Conseil d’Etat, 30 janvier 2008, n° 279412, Yves V.

Ces dispositions législatives établissent à la charge de l’Etat une obligation de protection au profit des militaires qui ont fait l’objet de poursuites pénales à l’occasion de faits survenus dans le cadre de l’exercice de leurs fonctions.

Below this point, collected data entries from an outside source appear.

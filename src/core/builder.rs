// Assembles a PowerTwin from samples, metadata and provenance

use crate::core::constants::{DIRECT_INPUT_TRACE, TWIN_VERSION};
use crate::core::error::{Result, TwinError};
use crate::core::format::*;
use crate::core::integrator::integrate_energy_kwh;
use crate::core::metadata::Metadata;
use crate::core::reader::PowerTrace;
use crate::core::units::kwh_to_solar;
use chrono::{DateTime, Utc};
use std::path::Path;
use tracing::debug;

/// Collects artifact identity before building from a sample sequence.
///
/// ```
/// use power_twin::{PowerSample, TwinBuilder};
///
/// let samples = [PowerSample::new(0.0, 80.0), PowerSample::new(0.01, 95.0)];
/// let twin = TwinBuilder::new("open-eda-cpu-v1", "resnet50-inference-01")
///     .build(&samples)
///     .unwrap();
/// assert_eq!(twin.profile.samples, 2);
/// ```
#[derive(Debug, Clone)]
pub struct TwinBuilder {
    chip_id: String,
    workload_id: String,
    trace_file: String,
    metadata: Metadata,
    timestamp_utc: Option<DateTime<Utc>>,
}

impl TwinBuilder {
    pub fn new(chip_id: impl Into<String>, workload_id: impl Into<String>) -> Self {
        Self {
            chip_id: chip_id.into(),
            workload_id: workload_id.into(),
            trace_file: DIRECT_INPUT_TRACE.to_string(),
            metadata: Metadata::new(),
            timestamp_utc: None,
        }
    }

    /// Only the base name of a path is recorded.
    pub fn trace_file(mut self, trace_file: &str) -> Self {
        self.trace_file = Path::new(trace_file)
            .file_name()
            .map(|name| name.to_string_lossy().into_owned())
            .unwrap_or_else(|| trace_file.to_string());
        self
    }

    pub fn metadata(mut self, metadata: Metadata) -> Self {
        self.metadata = metadata;
        self
    }

    /// Pins the creation instant; defaults to the time of `build`.
    pub fn timestamp(mut self, timestamp_utc: DateTime<Utc>) -> Self {
        self.timestamp_utc = Some(timestamp_utc);
        self
    }

    pub fn build_trace(self, trace: &PowerTrace) -> Result<PowerTwin> {
        self.trace_file(trace.trace_file()).build(trace.samples())
    }

    /// Samples are used in the given order; the integrator rejects inversions.
    pub fn build(self, samples: &[PowerSample]) -> Result<PowerTwin> {
        let (first, last) = match (samples.first(), samples.last()) {
            (Some(first), Some(last)) if samples.len() >= 2 => (first, last),
            _ => {
                return Err(TwinError::InsufficientSamples {
                    found: samples.len(),
                })
            }
        };

        let duration_s = (last.time_s - first.time_s).max(0.0);
        let avg_power_w = samples.iter().map(|s| s.power_w).sum::<f64>() / samples.len() as f64;
        let peak_power_w = samples
            .iter()
            .map(|s| s.power_w)
            .fold(f64::NEG_INFINITY, f64::max);

        let total_kwh = integrate_energy_kwh(samples)?;
        let per_second_kwh = if duration_s > 0.0 {
            total_kwh / duration_s
        } else {
            0.0
        };

        debug!(
            "Built twin for {}/{}: {} samples, {} kWh",
            self.chip_id,
            self.workload_id,
            samples.len(),
            total_kwh
        );

        Ok(PowerTwin {
            version: TWIN_VERSION.to_string(),
            chip_id: self.chip_id,
            workload_id: self.workload_id,
            timestamp_utc: self.timestamp_utc.unwrap_or_else(Utc::now),
            units: Units::default(),
            profile: Profile {
                duration_s,
                samples: samples.len(),
                avg_power_w,
                peak_power_w,
            },
            energy: Energy {
                total_kwh,
                per_second_kwh,
            },
            solar_cost: kwh_to_solar(total_kwh),
            source: TraceSource::new(self.trace_file),
            metadata: self.metadata,
        })
    }
}

/// Convenience wrapper for the common path: loaded trace plus parsed metadata.
pub fn build_power_twin(
    chip_id: &str,
    workload_id: &str,
    trace: &PowerTrace,
    metadata: Metadata,
) -> Result<PowerTwin> {
    TwinBuilder::new(chip_id, workload_id)
        .metadata(metadata)
        .build_trace(trace)
}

Toutefois, le ministre de la défense peut, sous le contrôle du juge, rejeter la demande du militaire qui sollicite le bénéfice de cette protection en excipant du caractère personnel de la ou des fautes ayant conduit à l’engagement de la procédure pénale.

CONSEIL D’ETAT

Statuant au contentieux

N°s 279412, 285157, 285158

M. V.

M. Alban de Nervaux
Rapporteur

M. Nicolas Boulouis
Commissaire du gouvernement

Séance du 9 janvier 2008
Lecture du 30 janvier 2008

REPUBLIQUE FRANÇAISE

AU NOM DU PEUPLE FRANÇAIS

Le Conseil d’Etat statuant au contentieux

(Section du contentieux, 7ème et 2ème sous-sections réunies)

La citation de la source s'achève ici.